I posted back in February about some of the stuff I’d been doing in Procreate on my iPad, and I’m overdue for another post! I haven’t been doing as much in the intervening months, as there’s been lots of other things taking up my time and I haven’t felt as inspired but I still managed to do a few.
I’ve quite enjoy using Procreate’s Acrylic brush, you can get some really nice layer and lighting effects with it, and I used only that brush for this one:
I don’t actually remember the brush I used for this next one, but I definitely took full advantage of Procreate’s symmetry guides so I could get it properly even:
This next one is interesting, I was intending on the main structures that take up the top two-thirds of the image to look like a big craggy mountain range, but I showed it to Kristina and she can’t see it as anything but a tornado coming down!
I quite enjoy doing epic-looking landscapes, and this one ended up starting out in a very different place than it finished. It was much more brown, the feature in the middle was a river, and the sky was a sunset which I didn’t manage to get looking how I wanted. In the end it became very much inspired by the aesthetic of the Hive from Destiny!
The paintings above were all done from about March to half-way through May, then there was a bit of a break until July.
I decided to take advantage of Procreate’s drawing guide again, this time with the perspective guide. I was aiming for buildings in a futuristic city but the thing that I always struggle with is details and a sense of scale, so it didn’t turn out to be anything but big blocks. ? Still pleased with the shadows and sense of lighting though.
This next one I did as “speed-painting”, and did it in about 45 minutes! It was a combination of the acrylic brush and a palette knife brush from a big third-party brush pack I bought.
Then lastly, this one was done in August, again with Procreate’s symmetry guide on! I was going to give her a witch’s hat but couldn’t get it looking right.
I also had a burst of inspiration and got some more miniature painting done! I’m still working my way through the Dark Imperium box set I got nearly two years ago, but the main impetus here was Games Workshop releasing their “Contrast” line of paints. They’re essentially a base coat plus wash combined into one single coat, and they’re seriously incredible. Dark Imperium comes with twenty poxwalkers which I was dreading having to paint, but the Contrast paints made them far quicker to deal with! There’s twenty models (but only ten unique ones), and I’ve done half of them so far.

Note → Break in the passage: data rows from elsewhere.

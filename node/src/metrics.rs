//! # Prometheus Metrics
//!
//! Operational metrics for the node, scraped at `/metrics` on the dedicated
//! metrics port. All metrics live in a custom [`prometheus::Registry`] so
//! they never collide with default-registry consumers.

use axum::http::StatusCode;
use axum::response::IntoResponse;
use prometheus::{Encoder, Histogram, HistogramOpts, IntCounter, IntGauge, Registry, TextEncoder};
use std::sync::Arc;

/// Holds all Prometheus metric handles for the node.
///
/// Clone-friendly (prometheus handles are internally reference-counted) so
/// it can be shared across request handlers and background tasks.
#[derive(Clone)]
pub struct NodeMetrics {
    /// Prometheus registry that owns all metrics below.
    registry: Registry,
    /// Total accepted writes.
    pub puts_total: IntCounter,
    /// Total rejected writes (invalid TTL, capacity, quorum, shutdown).
    pub put_failures_total: IntCounter,
    /// Total read requests served, hit or miss.
    pub gets_total: IntCounter,
    /// Total gossip messages received on the gossip listener.
    pub gossip_messages_received_total: IntCounter,
    /// Inbound gossip messages dropped for a bad or missing signature.
    pub gossip_auth_failures_total: IntCounter,
    /// Outbound gossip sends that failed, mirrored from the protocol's
    /// internal counter.
    pub gossip_send_failures: IntGauge,
    /// Entries currently held by the store.
    pub store_entries: IntGauge,
    /// Bytes currently held by the store.
    pub store_bytes: IntGauge,
    /// Peers currently in the gossip table.
    pub connected_peers: IntGauge,
    /// End-to-end write latency including the quorum wait, in seconds.
    pub put_duration_seconds: Histogram,
}

impl NodeMetrics {
    /// Creates and registers all metrics. Call once at startup.
    pub fn new() -> Self {
        let registry = Registry::new_custom(Some("repram".into()), None)
            .expect("failed to create prometheus registry");

        let puts_total = IntCounter::new("puts_total", "Total accepted writes")
            .expect("metric creation");
        registry
            .register(Box::new(puts_total.clone()))
            .expect("metric registration");

        let put_failures_total =
            IntCounter::new("put_failures_total", "Total rejected writes")
                .expect("metric creation");
        registry
            .register(Box::new(put_failures_total.clone()))
            .expect("metric registration");

        let gets_total = IntCounter::new("gets_total", "Total read requests served")
            .expect("metric creation");
        registry
            .register(Box::new(gets_total.clone()))
            .expect("metric registration");

        let gossip_messages_received_total = IntCounter::new(
            "gossip_messages_received_total",
            "Total gossip messages received",
        )
        .expect("metric creation");
        registry
            .register(Box::new(gossip_messages_received_total.clone()))
            .expect("metric registration");

        let gossip_auth_failures_total = IntCounter::new(
            "gossip_auth_failures_total",
            "Inbound gossip messages dropped for signature mismatch",
        )
        .expect("metric creation");
        registry
            .register(Box::new(gossip_auth_failures_total.clone()))
            .expect("metric registration");

        let gossip_send_failures = IntGauge::new(
            "gossip_send_failures",
            "Outbound gossip sends that failed since startup",
        )
        .expect("metric creation");
        registry
            .register(Box::new(gossip_send_failures.clone()))
            .expect("metric registration");

        let store_entries = IntGauge::new("store_entries", "Entries currently held by the store")
            .expect("metric creation");
        registry
            .register(Box::new(store_entries.clone()))
            .expect("metric registration");

        let store_bytes = IntGauge::new("store_bytes", "Bytes currently held by the store")
            .expect("metric creation");
        registry
            .register(Box::new(store_bytes.clone()))
            .expect("metric registration");

        let connected_peers =
            IntGauge::new("connected_peers", "Peers currently in the gossip table")
                .expect("metric creation");
        registry
            .register(Box::new(connected_peers.clone()))
            .expect("metric registration");

        let put_duration_seconds = Histogram::with_opts(
            HistogramOpts::new(
                "put_duration_seconds",
                "End-to-end write latency including the quorum wait",
            )
            .buckets(vec![
                0.001, 0.005, 0.01, 0.025, 0.05, 0.1, 0.25, 0.5, 1.0, 2.5, 5.0,
            ]),
        )
        .expect("metric creation");
        registry
            .register(Box::new(put_duration_seconds.clone()))
            .expect("metric registration");

        Self {
            registry,
            puts_total,
            put_failures_total,
            gets_total,
            gossip_messages_received_total,
            gossip_auth_failures_total,
            gossip_send_failures,
            store_entries,
            store_bytes,
            connected_peers,
            put_duration_seconds,
        }
    }

    /// Encodes all registered metrics into the Prometheus text exposition format.
    pub fn encode(&self) -> Result<String, prometheus::Error> {
        let encoder = TextEncoder::new();
        let metric_families = self.registry.gather();
        let mut buffer = Vec::new();
        encoder.encode(&metric_families, &mut buffer)?;
        Ok(String::from_utf8(buffer).expect("prometheus output is valid utf-8"))
    }
}

impl Default for NodeMetrics {
    fn default() -> Self {
        Self::new()
    }
}

/// Shared metrics state passed to axum handlers.
pub type SharedMetrics = Arc<NodeMetrics>;

/// Axum handler that renders `/metrics` in Prometheus text format.
///
/// Returns HTTP 500 if encoding fails (should never happen in practice).
pub async fn metrics_handler(
    axum::extract::State(metrics): axum::extract::State<SharedMetrics>,
) -> impl IntoResponse {
    match metrics.encode() {
        Ok(body) => (
            StatusCode::OK,
            [("content-type", "text/plain; version=0.0.4; charset=utf-8")],
            body,
        )
            .into_response(),
        Err(e) => {
            tracing::error!("failed to encode metrics: {}", e);
            (StatusCode::INTERNAL_SERVER_ERROR, "metrics encoding failed").into_response()
        }
    }
}

#[cfg(test)]
mod tests {
    use super::*;

    #[test]
    fn metrics_register_and_encode() {
        let metrics = NodeMetrics::new();
        metrics.puts_total.inc();
        metrics.store_bytes.set(42);

        let text = metrics.encode().unwrap();
        assert!(text.contains("repram_puts_total"));
        assert!(text.contains("repram_store_bytes 42"));
    }
}
//! # Gossip Authentication
//!
//! Symmetric HMAC-SHA256 over the raw message body, base64-encoded into the
//! `X-Gossip-Sig` header. Every node in a cluster shares one secret; an
//! empty secret disables both signing and verification (open mode).
//!
//! Signing covers the exact bytes on the wire, so any re-serialization
//! between sign and send would break verification — the protocol signs the
//! same buffer it hands to the transport.

use base64::engine::general_purpose::STANDARD;
use base64::Engine as _;
use hmac::{Hmac, Mac};
use sha2::Sha256;

type HmacSha256 = Hmac<Sha256>;

/// Signs `body` with the cluster secret. Returns `None` in open mode
/// (empty secret).
pub fn sign_body(secret: &str, body: &[u8]) -> Option<String> {
    if secret.is_empty() {
        return None;
    }
    let mut mac =
        HmacSha256::new_from_slice(secret.as_bytes()).expect("hmac accepts any key length");
    mac.update(body);
    Some(STANDARD.encode(mac.finalize().into_bytes()))
}

/// Verifies `signature` against `body`. Open mode accepts everything; with a
/// secret set, a missing, malformed, or mismatched signature is rejected.
/// Comparison is constant-time via the `Mac` verifier.
pub fn verify_body(secret: &str, body: &[u8], signature: &str) -> bool {
    if secret.is_empty() {
        return true;
    }
    if signature.is_empty() {
        return false;
    }
    let Ok(raw) = STANDARD.decode(signature.as_bytes()) else {
        return false;
    };
    let mut mac =
        HmacSha256::new_from_slice(secret.as_bytes()).expect("hmac accepts any key length");
    mac.update(body);
    mac.verify_slice(&raw).is_ok()
}
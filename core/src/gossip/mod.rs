//! # Gossip Layer
//!
//! Everything that moves bytes between nodes: the wire message format, the
//! transport seam, HMAC authentication, and the gossip protocol itself
//! (membership, dedup, fan-out, heartbeats, bootstrap).
//!
//! ```text
//! message.rs    — Wire format: typed messages, node descriptors
//! auth.rs       — HMAC-SHA256 signing/verification over raw message bodies
//! transport.rs  — Unary send seam; HTTP and loopback implementations
//! protocol.rs   — Peer table, seen-cache, broadcast, heartbeat, bootstrap
//! ```
//!
//! The protocol performs no network I/O itself beyond calling the transport;
//! the transport never retries. Replication progress is driven by ACKs at
//! the coordinator layer, not by transport return values.

pub mod auth;
pub mod message;
pub mod protocol;
pub mod transport;

pub use auth::{sign_body, verify_body};
pub use message::{Message, MessageType, NodeInfo};
pub use protocol::{GossipError, GossipProtocol, MessageHandler, Peer, PeerState};
pub use transport::{
    Envelope, GossipTransport, HttpTransport, LoopbackNetwork, LoopbackTransport, TransportError,
    GOSSIP_SIG_HEADER,
};
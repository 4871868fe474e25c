//! # Gossip Transport
//!
//! A minimal unary send seam between two nodes. The transport does not
//! retry and does not interpret message contents; it moves a signed body to
//! a peer and reports whether that worked. The protocol decides what a
//! failure means.
//!
//! Two implementations ship with the core: [`HttpTransport`] POSTs the body
//! to `/gossip/message` on the peer, and [`LoopbackTransport`] delivers
//! in-process for tests.

use std::sync::Arc;

use async_trait::async_trait;
use bytes::Bytes;
use dashmap::DashMap;
use tokio::sync::mpsc;
use tracing::trace;

use crate::config::TRANSPORT_SEND_TIMEOUT;
use crate::gossip::message::NodeInfo;

/// Header carrying the base64 HMAC signature of the request body.
pub const GOSSIP_SIG_HEADER: &str = "x-gossip-sig";

// ---------------------------------------------------------------------------
// Envelope
// ---------------------------------------------------------------------------

/// A serialized message plus its signature, ready to send. The body is
/// reference-counted so one fan-out broadcast serializes and signs exactly
/// once.
#[derive(Debug, Clone)]
pub struct Envelope {
    /// Canonical message bytes — exactly what was signed.
    pub body: Bytes,
    /// Base64 HMAC signature; `None` in open mode.
    pub signature: Option<String>,
}

impl Envelope {
    /// Wraps a serialized body and optional signature.
    pub fn new(body: Vec<u8>, signature: Option<String>) -> Self {
        Self {
            body: Bytes::from(body),
            signature,
        }
    }
}

/// Transport-level failures. Logged and counted by callers, never surfaced
/// to data-API clients.
#[derive(Debug, thiserror::Error)]
pub enum TransportError {
    /// Connection failed or the peer has no listener.
    #[error("peer {peer} unreachable: {reason}")]
    Unreachable {
        /// Gossip address of the peer.
        peer: String,
        /// Underlying cause, stringified.
        reason: String,
    },
    /// The send did not complete within the per-send timeout.
    #[error("send to {peer} timed out")]
    Timeout {
        /// Gossip address of the peer.
        peer: String,
    },
    /// The peer answered with a non-success status (e.g. a signature
    /// rejection).
    #[error("peer {peer} rejected message: http {status}")]
    Rejected {
        /// Gossip address of the peer.
        peer: String,
        /// HTTP status returned.
        status: u16,
    },
}

/// Unary request/response channel to a peer.
#[async_trait]
pub trait GossipTransport: Send + Sync {
    /// Delivers `envelope` to `peer`. One attempt, bounded by the
    /// transport's own timeout.
    async fn send(&self, peer: &NodeInfo, envelope: Envelope) -> Result<(), TransportError>;
}

// ---------------------------------------------------------------------------
// HTTP Transport
// ---------------------------------------------------------------------------

/// Sends gossip as `POST http://{peer}/gossip/message` with the signature in
/// the [`GOSSIP_SIG_HEADER`] header.
pub struct HttpTransport {
    client: reqwest::Client,
}

impl HttpTransport {
    /// Builds the transport with the per-send timeout baked into the client.
    pub fn new() -> Self {
        let client = reqwest::Client::builder()
            .timeout(TRANSPORT_SEND_TIMEOUT)
            .build()
            .expect("reqwest client construction cannot fail with static config");
        Self { client }
    }
}

impl Default for HttpTransport {
    fn default() -> Self {
        Self::new()
    }
}

#[async_trait]
impl GossipTransport for HttpTransport {
    async fn send(&self, peer: &NodeInfo, envelope: Envelope) -> Result<(), TransportError> {
        let addr = peer.gossip_addr();
        let url = format!("http://{addr}/gossip/message");

        let mut request = self
            .client
            .post(&url)
            .header("content-type", "application/json")
            .body(envelope.body.clone());
        if let Some(sig) = &envelope.signature {
            request = request.header(GOSSIP_SIG_HEADER, sig);
        }

        match request.send().await {
            Ok(response) if response.status().is_success() => {
                trace!(peer = %addr, "gossip message delivered");
                Ok(())
            }
            Ok(response) => Err(TransportError::Rejected {
                peer: addr,
                status: response.status().as_u16(),
            }),
            Err(e) if e.is_timeout() => Err(TransportError::Timeout { peer: addr }),
            Err(e) => Err(TransportError::Unreachable {
                peer: addr,
                reason: e.to_string(),
            }),
        }
    }
}

// ---------------------------------------------------------------------------
// Loopback Transport
// ---------------------------------------------------------------------------

/// In-process message fabric for tests. Nodes register an inbox under their
/// gossip address; sends to unregistered addresses fail like a connection
/// refusal, and a registered node can be disconnected mid-test to simulate
/// a partition.
#[derive(Clone, Default)]
pub struct LoopbackNetwork {
    inboxes: Arc<DashMap<String, mpsc::UnboundedSender<Envelope>>>,
}

impl LoopbackNetwork {
    /// An empty fabric.
    pub fn new() -> Self {
        Self::default()
    }

    /// Registers `addr` and returns the receiving end of its inbox.
    pub fn register(&self, addr: &str) -> mpsc::UnboundedReceiver<Envelope> {
        let (tx, rx) = mpsc::unbounded_channel();
        self.inboxes.insert(addr.to_string(), tx);
        rx
    }

    /// Removes `addr` from the fabric; subsequent sends to it fail.
    pub fn disconnect(&self, addr: &str) {
        self.inboxes.remove(addr);
    }

    /// A transport handle onto this fabric.
    pub fn transport(&self) -> LoopbackTransport {
        LoopbackTransport { net: self.clone() }
    }
}

/// Sender side of a [`LoopbackNetwork`].
#[derive(Clone)]
pub struct LoopbackTransport {
    net: LoopbackNetwork,
}

#[async_trait]
impl GossipTransport for LoopbackTransport {
    async fn send(&self, peer: &NodeInfo, envelope: Envelope) -> Result<(), TransportError> {
        let addr = peer.gossip_addr();
        let delivered = self
            .net
            .inboxes
            .get(&addr)
            .map(|tx| tx.send(envelope).is_ok())
            .unwrap_or(false);

        if delivered {
            Ok(())
        } else {
            Err(TransportError::Unreachable {
                peer: addr,
                reason: "no listener registered".to_string(),
            })
        }
    }
}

As part of doing this, I also discovered how much better the miniatures look when you apply a varnish to them! The Contrast paint specifically comes off a lot more easily than regular paint, so varnish is a necessity, but it also really makes the colours pop, they’re a lot more vibrant than without it.
I also finally finished off the Plague Marine champion that’d been sitting there mostly-finished for months, and I’m really happy with the base I did. I had a bunch of really old Space Marines from a starter painting box that a friend had given me, so I sacrificed one of them and cut him up to adorn the base, and it looks absolutely fantastic.
It’s fascinating seeing the evolution of Games Workshop’s plastic miniatures, back when I started (*cough*24 years ago*cough*) plastic was the cheap and crappy option, and the pewter (or lead as they were back then!) miniatures were much more detailed. Nowadays it’s very much the reverse, the plastic is INSANELY detailed — have a look at the full-size poxwalkers on Flickr and zoom all the way in — and the pewter ones are a bit shit by comparison.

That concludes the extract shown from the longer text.